Thanks for the update @chaochn47 !

We noticed that the cronjob status is in an odd stage, the lastSuccessfulTime happened before lastScheduleTime which indicates the job might not be completed successfully.

Per Kuberentes CronJob limitations, the controller will not start the new job if it misses more than 100 schedules:

For every CronJob, the CronJob Controller checks how many schedules it missed in the duration from its last scheduled time until now. If there are more than 100 missed schedules, then it does not start the job and logs the error

Cannot determine if job needs to be started.
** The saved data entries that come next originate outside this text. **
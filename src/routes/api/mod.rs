pub mod attendance;
pub mod classrooms;
pub mod public;
mod router;
pub mod students;

pub use router::router;
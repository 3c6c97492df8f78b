use askama::Template;
use axum::{
    extract::{FromRequestParts, Path},
    http::{StatusCode, request::Parts},
    response::Html,
};
use chrono::Local;

use crate::{error::AppError, response::status_for};

pub mod attendance;
pub mod classrooms;
pub mod public;
mod router;
pub mod students;

pub use router::router;

pub(crate) type HtmlError = (StatusCode, Html<String>);
pub(crate) type HtmlResult = Result<Html<String>, HtmlError>;

/// Values every page layout shows.
#[derive(Clone)]
pub(crate) struct PageMeta {
    pub now: String,
    pub project_name: String,
}

impl PageMeta {
    pub fn current() -> Self {
        Self {
            now: Local::now().format("%Y-%m-%d %H:%M").to_string(),
            project_name: project_name(),
        }
    }
}

#[derive(Template)]
#[template(path = "error.html")]
struct ErrorTemplate {
    meta: PageMeta,
    status: u16,
    message: String,
}

pub(crate) fn render<T: Template>(template: &T, what: &'static str) -> HtmlResult {
    template.render().map(Html).map_err(|err| {
        tracing::error!(page = what, error = %err, "failed to render page");
        (StatusCode::INTERNAL_SERVER_ERROR, Html(format!("failed to render {what}")))
    })
}

pub(crate) fn error_page(status: StatusCode, message: impl Into<String>) -> HtmlError {
    let template = ErrorTemplate {
        meta: PageMeta::current(),
        status: status.as_u16(),
        message: message.into(),
    };
    match render(&template, "error page") {
        Ok(html) => (status, html),
        Err(err) => err,
    }
}

impl From<AppError> for (StatusCode, Html<String>) {
    fn from(err: AppError) -> Self {
        error_page(status_for(&err), err.message())
    }
}

/// An integer id taken from the path. A malformed id renders the 400 error
/// page instead of axum's plain-text rejection.
pub(crate) struct PageId(pub i32);

impl<S> FromRequestParts<S> for PageId
where
    S: Send + Sync,
{
    type Rejection = HtmlError;

    async fn from_request_parts(parts: &mut Parts, state: &S) -> Result<Self, Self::Rejection> {
        match Path::<i32>::from_request_parts(parts, state).await {
            Ok(Path(id)) => Ok(Self(id)),
            Err(rejection) => Err(error_page(rejection.status(), rejection.body_text())),
        }
    }
}

pub(crate) fn project_name() -> String {
    env!("CARGO_PKG_NAME")
        .split(['_', '-'])
        .filter(|word| !word.is_empty())
        .map(|word| {
            let mut chars = word.chars();
            match chars.next() {
                Some(first) => first.to_uppercase().chain(chars).collect::<String>(),
                None => String::new(),
            }
        })
        .collect::<Vec<_>>()
        .join(" ")
}

#[cfg(test)]
mod tests {
    use super::project_name;

    #[test]
    fn project_name_is_title_cased() {
        assert_eq!(project_name(), "Roll Call");
    }
}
Too many missed start time (> 100). Set or decrease .spec.startingDeadlineSeconds or check clock skew.

Can you confirm the job status and share the logs, if possible?

realshuting · 2023-12-05T14:10:06Z

BTW the resource settings for the cronjob seems to be enough for the cleanup, but it's still worth checking if there was any OOM restarts or related errros.

            resources:
              limits:
                cpu: "1"
                memory: 12Gi
              requests:
                cpu: 256m
                memory: 2Gi

chaochn47 · 2023-12-05T17:09:17Z

All of the clean up reports pods were either OOMKilled or had Error

dev-dsk-chaochn-2c-a26acd76 % etcdctl get /registry/pods/kyverno/kyverno-cleanup-admission-reports-28325940-7pkd5 | auger decode --output json | jq -r '.status.containerStatuses[0].lastState.terminated.reason'
Error

dev-dsk-chaochn-2c-a26acd76 % etcdctl get /registry/pods/kyverno/kyverno-cleanup-admission-reports-28257080-wx9rc | auger decode --output json | jq -r '.status.containerStatuses[0].state.terminated.reason'
OOMKilled

dev-dsk-chaochn-2c-a26acd76 % etcdctl get /registry/pods/kyverno/kyverno-cleanup-admission-reports-28245020-2s6hn | auger decode --output json | jq -r '.status.containerStatuses[0].state.terminated.reason'
OOMKilled

chaochn47 · 2023-12-05T17:21:12Z

Can you confirm the job status and share the logs, if possible?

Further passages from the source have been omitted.